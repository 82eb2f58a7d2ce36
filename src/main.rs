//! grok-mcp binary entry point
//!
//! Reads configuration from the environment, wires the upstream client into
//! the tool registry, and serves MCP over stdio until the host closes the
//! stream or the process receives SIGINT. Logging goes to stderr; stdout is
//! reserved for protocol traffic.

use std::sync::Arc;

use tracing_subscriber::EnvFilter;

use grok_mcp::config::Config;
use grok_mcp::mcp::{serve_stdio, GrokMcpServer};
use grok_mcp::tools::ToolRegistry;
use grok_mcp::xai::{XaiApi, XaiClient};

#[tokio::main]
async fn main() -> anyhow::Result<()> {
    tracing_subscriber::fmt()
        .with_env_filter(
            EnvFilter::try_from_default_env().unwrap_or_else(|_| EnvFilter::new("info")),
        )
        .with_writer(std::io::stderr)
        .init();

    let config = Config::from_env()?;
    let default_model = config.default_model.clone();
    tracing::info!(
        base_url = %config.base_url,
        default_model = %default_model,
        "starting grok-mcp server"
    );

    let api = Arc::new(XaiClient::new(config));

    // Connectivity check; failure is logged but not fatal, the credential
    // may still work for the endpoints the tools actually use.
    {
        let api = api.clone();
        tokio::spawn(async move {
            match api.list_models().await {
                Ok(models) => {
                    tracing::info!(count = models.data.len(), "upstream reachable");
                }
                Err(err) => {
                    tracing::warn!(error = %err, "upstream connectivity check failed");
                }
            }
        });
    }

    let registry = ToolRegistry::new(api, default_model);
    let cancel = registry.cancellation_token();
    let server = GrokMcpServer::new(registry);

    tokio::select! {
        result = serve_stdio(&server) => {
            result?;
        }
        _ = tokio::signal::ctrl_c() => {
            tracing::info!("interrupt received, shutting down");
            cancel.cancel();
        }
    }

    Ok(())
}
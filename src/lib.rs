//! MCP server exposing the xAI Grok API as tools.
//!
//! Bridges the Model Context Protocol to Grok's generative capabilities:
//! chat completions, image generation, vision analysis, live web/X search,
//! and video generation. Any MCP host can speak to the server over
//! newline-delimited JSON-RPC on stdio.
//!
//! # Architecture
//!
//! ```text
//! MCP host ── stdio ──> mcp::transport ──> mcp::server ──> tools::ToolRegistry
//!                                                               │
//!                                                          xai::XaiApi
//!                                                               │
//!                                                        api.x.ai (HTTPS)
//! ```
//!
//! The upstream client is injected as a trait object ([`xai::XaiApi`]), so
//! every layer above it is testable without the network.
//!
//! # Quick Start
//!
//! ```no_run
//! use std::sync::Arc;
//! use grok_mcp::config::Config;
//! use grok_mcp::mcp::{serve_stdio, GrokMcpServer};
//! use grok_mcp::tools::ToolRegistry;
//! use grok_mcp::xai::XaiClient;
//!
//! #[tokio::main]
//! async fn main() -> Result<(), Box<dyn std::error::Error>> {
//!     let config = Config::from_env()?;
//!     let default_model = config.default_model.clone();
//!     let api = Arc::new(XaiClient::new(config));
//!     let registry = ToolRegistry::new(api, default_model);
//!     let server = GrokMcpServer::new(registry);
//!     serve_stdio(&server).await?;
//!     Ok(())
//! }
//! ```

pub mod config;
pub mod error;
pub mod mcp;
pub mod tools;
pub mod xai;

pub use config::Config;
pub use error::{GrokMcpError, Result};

• • • • • • •

**EXERCISE**. Repeat all the entries exactly as given.

**RESPONSE TO THE TASK**.
repository 82eb2f58a7d2ce36
filename src/main.rs
//! grok-mcp binary entry point
//!
//! Reads configuration from the environment, wires the upstream client into
//! the tool registry, and serves MCP over stdio until the host closes the
//! stream or the process receives SIGINT. Logging goes to stderr; stdout is
//! reserved for protocol traffic.

use std::sync::Arc;

use tracing_subscriber::EnvFilter;

use grok_mcp::config::Config;
use grok_mcp::mcp::{serve_stdio, GrokMcpServer};
use grok_mcp::tools::ToolRegistry;
use grok_mcp::xai::{XaiApi, XaiClient};

#[tokio::main]
async fn main() -> anyhow::Result<()> {
    tracing_subscriber::fmt()
        .with_env_filter(
            EnvFilter::try_from_default_env().unwrap_or_else(|_| EnvFilter::new("info")),
        )
        .with_writer(std::io::stderr)
        .init();

    let config = Config::from_env()?;
    let default_model = config.default_model.clone();
    tracing::info!(
        base_url = %config.base_url,
        default_model = %default_model,
        "starting grok-mcp server"
    );

    let api = Arc::new(XaiClient::new(config));

    // Connectivity check; failure is logged but not fatal, the credential
    // may still work for the endpoints the tools actually use.
    {
        let api = api.clone();
        tokio::spawn(async move {
            match api.list_models().await {
                Ok(models) => {
                    tracing::info!(count = models.data.len(), "upstream reachable");
                }
                Err(err) => {
                    tracing::warn!(error = %err, "upstream connectivity check failed");
                }
            }
        });
    }

    let registry = ToolRegistry::new(api, default_model);
    let cancel = registry.cancellation_token();
    let server = GrokMcpServer::new(registry);

    tokio::select! {
        result = serve_stdio(&server) => {
            result?;
        }
        _ = tokio::signal::ctrl_c() => {
            tracing::info!("interrupt received, shutting down");
            cancel.cancel();
        }
    }

    Ok(())
}
filename src/lib.rs
//! MCP server exposing the xAI Grok API as tools.
//!
//! Bridges the Model Context Protocol to Grok's generative capabilities:
//! chat completions, image generation, vision analysis, live web/X search,
//! and video generation. Any MCP host can speak to the server over
//! newline-delimited JSON-RPC on stdio.
//!
//! # Architecture
//!
//! ```text
//! MCP host ── stdio ──> mcp::transport ──> mcp::server ──> tools::ToolRegistry
//!                                                               │
//!                                                          xai::XaiApi
//!                                                               │
//!                                                        api.x.ai (HTTPS)
//! ```
//!
//! The upstream client is injected as a trait object ([`xai::XaiApi`]), so
//! every layer above it is testable without the network.
//!
//! # Quick Start
//!
//! ```no_run
//! use std::sync::Arc;
//! use grok_mcp::config::Config;
//! use grok_mcp::mcp::{serve_stdio, GrokMcpServer};
//! use grok_mcp::tools::ToolRegistry;
//! use grok_mcp::xai::XaiClient;
//!
//! #[tokio::main]
//! async fn main() -> Result<(), Box<dyn std::error::Error>> {
//!     let config = Config::from_env()?;
//!     let default_model = config.default_model.clone();
//!     let api = Arc::new(XaiClient::new(config));
//!     let registry = ToolRegistry::new(api, default_model);
//!     let server = GrokMcpServer::new(registry);
//!     serve_stdio(&server).await?;
//!     Ok(())
//! }
//! ```

pub mod config;
pub mod error;
pub mod mcp;
pub mod tools;
pub mod xai;

pub use config::Config;
pub use error::{GrokMcpError, Result};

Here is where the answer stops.